#### PROBLEM:
Below are the records; copy each line in them that holds the word "SetFilter".

┌─ DATA SHOWN

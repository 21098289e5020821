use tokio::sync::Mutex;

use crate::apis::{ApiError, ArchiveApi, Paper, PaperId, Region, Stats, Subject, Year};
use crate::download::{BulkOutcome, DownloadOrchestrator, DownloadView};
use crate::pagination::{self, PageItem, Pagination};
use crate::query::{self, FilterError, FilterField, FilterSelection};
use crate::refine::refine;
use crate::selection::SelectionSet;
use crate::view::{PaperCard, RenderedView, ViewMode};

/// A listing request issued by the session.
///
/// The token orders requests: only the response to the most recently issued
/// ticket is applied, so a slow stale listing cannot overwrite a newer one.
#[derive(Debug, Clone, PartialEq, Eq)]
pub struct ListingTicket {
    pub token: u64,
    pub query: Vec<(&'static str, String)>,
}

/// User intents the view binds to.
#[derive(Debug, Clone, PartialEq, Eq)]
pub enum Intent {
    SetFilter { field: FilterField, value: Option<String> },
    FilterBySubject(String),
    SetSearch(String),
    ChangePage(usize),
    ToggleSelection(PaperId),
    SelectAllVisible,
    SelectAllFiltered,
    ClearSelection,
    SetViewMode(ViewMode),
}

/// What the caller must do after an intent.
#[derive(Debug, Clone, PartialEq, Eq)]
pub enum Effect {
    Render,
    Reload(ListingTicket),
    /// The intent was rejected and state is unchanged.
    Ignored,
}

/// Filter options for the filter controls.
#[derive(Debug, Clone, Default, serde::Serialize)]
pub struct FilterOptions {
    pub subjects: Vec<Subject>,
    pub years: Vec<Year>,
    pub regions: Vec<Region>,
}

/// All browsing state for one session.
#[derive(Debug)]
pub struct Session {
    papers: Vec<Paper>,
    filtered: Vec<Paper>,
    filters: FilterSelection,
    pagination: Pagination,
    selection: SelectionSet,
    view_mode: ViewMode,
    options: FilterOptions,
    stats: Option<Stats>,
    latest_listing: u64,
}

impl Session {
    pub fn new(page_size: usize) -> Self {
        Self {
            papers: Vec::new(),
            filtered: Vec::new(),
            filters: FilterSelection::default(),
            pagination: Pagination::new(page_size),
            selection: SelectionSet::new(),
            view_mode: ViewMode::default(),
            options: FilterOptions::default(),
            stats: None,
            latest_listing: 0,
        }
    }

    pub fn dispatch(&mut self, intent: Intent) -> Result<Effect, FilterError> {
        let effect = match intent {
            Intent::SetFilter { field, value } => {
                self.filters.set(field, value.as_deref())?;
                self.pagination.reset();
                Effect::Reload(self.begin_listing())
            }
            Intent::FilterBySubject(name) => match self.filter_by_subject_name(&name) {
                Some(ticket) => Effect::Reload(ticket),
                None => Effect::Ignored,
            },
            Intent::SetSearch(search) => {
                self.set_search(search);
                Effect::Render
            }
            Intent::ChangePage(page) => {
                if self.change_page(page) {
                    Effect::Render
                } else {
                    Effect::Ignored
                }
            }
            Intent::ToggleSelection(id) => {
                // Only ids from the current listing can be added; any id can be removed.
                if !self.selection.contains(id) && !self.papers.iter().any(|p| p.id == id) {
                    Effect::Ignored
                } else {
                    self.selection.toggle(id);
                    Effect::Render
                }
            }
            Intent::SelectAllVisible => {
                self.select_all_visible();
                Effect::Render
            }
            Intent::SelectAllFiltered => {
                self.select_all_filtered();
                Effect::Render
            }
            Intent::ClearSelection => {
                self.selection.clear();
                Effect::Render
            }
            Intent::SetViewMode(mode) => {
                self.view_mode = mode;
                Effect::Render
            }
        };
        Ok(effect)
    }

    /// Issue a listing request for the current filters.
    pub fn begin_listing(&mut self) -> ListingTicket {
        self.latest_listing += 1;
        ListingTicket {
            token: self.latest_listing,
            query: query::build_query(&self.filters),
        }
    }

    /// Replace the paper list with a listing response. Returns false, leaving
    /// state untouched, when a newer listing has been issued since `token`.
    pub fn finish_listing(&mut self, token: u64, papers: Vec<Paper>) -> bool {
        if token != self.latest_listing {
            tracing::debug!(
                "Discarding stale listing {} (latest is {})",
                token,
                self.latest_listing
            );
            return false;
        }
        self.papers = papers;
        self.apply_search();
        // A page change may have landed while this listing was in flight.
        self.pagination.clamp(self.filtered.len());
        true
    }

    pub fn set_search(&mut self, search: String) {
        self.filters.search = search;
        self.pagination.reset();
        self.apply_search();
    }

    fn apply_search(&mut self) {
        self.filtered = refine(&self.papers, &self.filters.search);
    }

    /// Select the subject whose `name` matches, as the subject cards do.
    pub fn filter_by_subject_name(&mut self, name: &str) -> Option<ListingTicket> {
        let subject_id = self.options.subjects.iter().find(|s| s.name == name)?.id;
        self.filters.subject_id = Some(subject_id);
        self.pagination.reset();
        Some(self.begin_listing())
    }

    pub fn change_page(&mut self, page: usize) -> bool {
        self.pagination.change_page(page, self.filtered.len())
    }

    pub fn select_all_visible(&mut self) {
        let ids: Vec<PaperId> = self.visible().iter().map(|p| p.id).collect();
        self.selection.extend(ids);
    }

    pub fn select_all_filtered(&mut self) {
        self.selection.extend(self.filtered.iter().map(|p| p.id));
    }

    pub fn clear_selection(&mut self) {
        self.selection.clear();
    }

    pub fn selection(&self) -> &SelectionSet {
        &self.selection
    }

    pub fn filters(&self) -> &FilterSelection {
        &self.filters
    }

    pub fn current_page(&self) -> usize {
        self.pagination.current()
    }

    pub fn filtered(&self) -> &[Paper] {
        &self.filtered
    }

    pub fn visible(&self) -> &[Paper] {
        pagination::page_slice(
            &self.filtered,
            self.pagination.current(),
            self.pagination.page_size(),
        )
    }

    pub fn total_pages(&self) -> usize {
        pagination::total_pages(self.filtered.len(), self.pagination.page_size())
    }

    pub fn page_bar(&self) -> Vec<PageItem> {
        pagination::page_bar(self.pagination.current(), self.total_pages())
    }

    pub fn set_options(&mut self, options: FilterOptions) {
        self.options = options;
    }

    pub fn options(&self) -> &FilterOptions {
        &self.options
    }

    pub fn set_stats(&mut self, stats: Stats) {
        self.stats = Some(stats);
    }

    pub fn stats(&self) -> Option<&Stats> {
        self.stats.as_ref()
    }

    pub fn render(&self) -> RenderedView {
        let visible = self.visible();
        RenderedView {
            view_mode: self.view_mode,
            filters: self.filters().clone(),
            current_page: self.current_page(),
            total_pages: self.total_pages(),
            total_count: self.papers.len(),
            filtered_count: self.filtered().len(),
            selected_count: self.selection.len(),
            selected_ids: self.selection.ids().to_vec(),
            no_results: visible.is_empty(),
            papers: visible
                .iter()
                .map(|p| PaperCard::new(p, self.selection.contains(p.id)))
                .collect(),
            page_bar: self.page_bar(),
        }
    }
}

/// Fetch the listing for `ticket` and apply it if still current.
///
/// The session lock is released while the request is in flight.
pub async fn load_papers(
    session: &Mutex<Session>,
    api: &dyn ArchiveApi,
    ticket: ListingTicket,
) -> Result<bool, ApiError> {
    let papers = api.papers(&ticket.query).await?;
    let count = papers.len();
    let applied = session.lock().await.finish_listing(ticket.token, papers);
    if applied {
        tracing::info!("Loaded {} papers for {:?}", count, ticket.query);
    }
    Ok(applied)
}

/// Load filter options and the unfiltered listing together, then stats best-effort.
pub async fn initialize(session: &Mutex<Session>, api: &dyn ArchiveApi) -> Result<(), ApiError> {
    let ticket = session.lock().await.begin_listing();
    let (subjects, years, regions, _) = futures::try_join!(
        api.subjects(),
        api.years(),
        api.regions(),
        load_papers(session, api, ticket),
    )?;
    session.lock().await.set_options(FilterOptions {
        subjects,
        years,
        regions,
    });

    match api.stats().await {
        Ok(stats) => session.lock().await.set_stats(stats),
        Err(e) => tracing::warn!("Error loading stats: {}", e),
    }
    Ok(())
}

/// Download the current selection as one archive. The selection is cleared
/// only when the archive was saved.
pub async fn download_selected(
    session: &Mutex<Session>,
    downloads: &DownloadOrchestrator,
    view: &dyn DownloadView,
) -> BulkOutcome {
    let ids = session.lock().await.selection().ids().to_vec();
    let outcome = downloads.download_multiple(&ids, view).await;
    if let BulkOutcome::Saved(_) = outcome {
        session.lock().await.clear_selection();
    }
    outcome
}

└─

#### RESPONSE TO THE EXERCISE:
    SetFilter { field: FilterField, value: Option<String> },
            Intent::SetFilter { field, value } => {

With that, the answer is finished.